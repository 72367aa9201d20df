//! Byte level edits which fault injectors apply to exactly one buffer.

use std::collections::BTreeMap;
use std::fmt;

use crate::error::Error;

#[derive(Debug, Clone, Copy, PartialEq, Eq)]
pub enum ByteEdit {
    Replace(u8),
    Xor(u8),
}

impl ByteEdit {
    fn apply(self, byte: u8) -> u8 {
        match self {
            ByteEdit::Replace(value) => value,
            ByteEdit::Xor(mask) => byte ^ mask,
        }
    }
}

/// Offsets to edits. Negative offsets count from the end of the buffer, -1 being the last byte.
#[derive(Debug, Clone, Default, PartialEq, Eq)]
pub struct MutationSpec {
    edits: BTreeMap<isize, ByteEdit>,
}

impl MutationSpec {
    pub fn new() -> Self {
        Self::default()
    }

    /// Builds a mutation out of separate substitution and xor tables.
    ///
    /// Substitutions are applied before xors, so an offset present in both ends up as
    /// `substitution ^ xor`.
    pub fn from_tables<S, X>(substitutions: S, xors: X) -> Self
    where
        S: IntoIterator<Item = (isize, u8)>,
        X: IntoIterator<Item = (isize, u8)>,
    {
        let mut spec = Self::new();
        for (offset, value) in substitutions {
            spec = spec.substitute(offset, value);
        }
        for (offset, mask) in xors {
            spec = spec.xor(offset, mask);
        }
        spec
    }

    pub fn substitute(mut self, offset: isize, value: u8) -> Self {
        self.edits.insert(offset, ByteEdit::Replace(value));
        self
    }

    pub fn xor(mut self, offset: isize, mask: u8) -> Self {
        let edit = match self.edits.get(&offset) {
            Some(ByteEdit::Replace(value)) => ByteEdit::Replace(value ^ mask),
            Some(ByteEdit::Xor(previous)) => ByteEdit::Xor(previous ^ mask),
            None => ByteEdit::Xor(mask),
        };
        self.edits.insert(offset, edit);
        self
    }

    pub fn is_empty(&self) -> bool {
        self.edits.is_empty()
    }

    pub fn edits(&self) -> impl Iterator<Item = (isize, ByteEdit)> + '_ {
        self.edits.iter().map(|(offset, edit)| (*offset, *edit))
    }

    /// Applies all edits in place. Fails without touching `data` if an offset does not exist.
    ///
    /// A positive and a negative offset may name the same byte, so substitutions go first once
    /// both are resolved against the buffer.
    pub fn apply(&self, data: &mut [u8]) -> Result<(), Error> {
        let mut positions = self
            .edits
            .iter()
            .map(|(offset, edit)| {
                resolve(*offset, data.len())
                    .map(|index| (index, *edit))
                    .ok_or_else(|| {
                        Error::Codec(format!(
                            "mutation offset {} is outside of a {} byte buffer",
                            offset,
                            data.len()
                        ))
                    })
            })
            .collect::<Result<Vec<_>, _>>()?;
        positions.sort_by_key(|(_, edit)| matches!(edit, ByteEdit::Xor(_)));

        for (index, edit) in positions {
            data[index] = edit.apply(data[index]);
        }
        Ok(())
    }

    pub fn applied(&self, mut data: Vec<u8>) -> Result<Vec<u8>, Error> {
        self.apply(&mut data)?;
        Ok(data)
    }
}

impl fmt::Display for MutationSpec {
    fn fmt(&self, f: &mut fmt::Formatter<'_>) -> fmt::Result {
        let mut first = true;
        write!(f, "{{")?;
        for (offset, edit) in &self.edits {
            if !first {
                write!(f, ", ")?;
            }
            first = false;
            match edit {
                ByteEdit::Replace(value) => write!(f, "{}: ={:#04x}", offset, value)?,
                ByteEdit::Xor(mask) => write!(f, "{}: ^{:#04x}", offset, mask)?,
            }
        }
        write!(f, "}}")
    }
}

/// Maps a possibly negative offset to an index into a buffer of `len` bytes.
pub fn resolve(offset: isize, len: usize) -> Option<usize> {
    let index = if offset < 0 {
        len.checked_sub(offset.unsigned_abs())?
    } else {
        offset as usize
    };
    (index < len).then_some(index)
}

/// Every single bit flip of the last `n` bytes, as `(offset, mask)` pairs.
pub fn trailing_bit_flips(n: usize) -> impl Iterator<Item = (isize, u8)> {
    (1..=n as isize).rev().flat_map(|back| (0..8).map(move |bit| (-back, 1u8 << bit)))
}

#[cfg(test)]
mod tests {
    use test_log::test;

    use super::*;

    #[test]
    fn test_empty_spec_is_identity() {
        let data = vec![1u8, 2, 3, 4];
        assert_eq!(MutationSpec::new().applied(data.clone()).unwrap(), data);
        // even an empty buffer
        assert_eq!(MutationSpec::new().applied(vec![]).unwrap(), Vec::<u8>::new());
    }

    #[test]
    fn test_negative_offsets() {
        let spec = MutationSpec::new().substitute(-1, 0xff).xor(0, 0x01);
        assert_eq!(spec.applied(vec![0x10, 0x20, 0x30]).unwrap(), vec![0x11, 0x20, 0xff]);
    }

    #[test]
    fn test_substitution_before_xor() {
        let spec = MutationSpec::from_tables([(1, 0xf0)], [(1, 0x0f), (-1, 0x01), (-1, 0x01)]);
        assert_eq!(spec.applied(vec![0, 0, 7]).unwrap(), vec![0, 0xff, 7]);
    }

    #[test]
    fn test_substitution_before_xor_across_offset_signs() {
        let spec = MutationSpec::from_tables([(1, 0xf0)], [(-2, 0x0f)]);
        assert_eq!(spec.applied(vec![0, 0, 0]).unwrap(), vec![0, 0xff, 0]);
        let spec = MutationSpec::from_tables([(-2, 0xf0)], [(1, 0x0f)]);
        assert_eq!(spec.applied(vec![0, 0, 0]).unwrap(), vec![0, 0xff, 0]);
    }

    #[test]
    fn test_out_of_range_leaves_data_untouched() {
        let spec = MutationSpec::new().xor(0, 0xff).xor(-4, 0x01);
        let mut data = vec![1u8, 2, 3];
        assert!(matches!(spec.apply(&mut data), Err(Error::Codec(_))));
        assert_eq!(data, vec![1, 2, 3]);
    }

    #[test]
    fn test_resolve() {
        assert_eq!(resolve(-1, 4), Some(3));
        assert_eq!(resolve(-4, 4), Some(0));
        assert_eq!(resolve(-5, 4), None);
        assert_eq!(resolve(4, 4), None);
        assert_eq!(resolve(0, 0), None);
    }

    #[test]
    fn test_trailing_bit_flips() {
        let flips: Vec<_> = trailing_bit_flips(2).collect();
        assert_eq!(flips.len(), 16);
        assert_eq!(flips[0], (-2, 0x01));
        assert_eq!(flips[15], (-1, 0x80));
    }

    #[test]
    fn test_display() {
        let spec = MutationSpec::new().substitute(-1, 0).xor(2, 0x80);
        assert_eq!(spec.to_string(), "{-1: =0x00, 2: ^0x80}");
    }
}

● ● ● ●

Out of the preceding entries, pull every line containing the string "substitute".

Response to the task:
            spec = spec.substitute(offset, value);
    pub fn substitute(mut self, offset: isize, value: u8) -> Self {
        let spec = MutationSpec::new().substitute(-1, 0xff).xor(0, 0x01);
        let spec = MutationSpec::new().substitute(-1, 0).xor(2, 0x80);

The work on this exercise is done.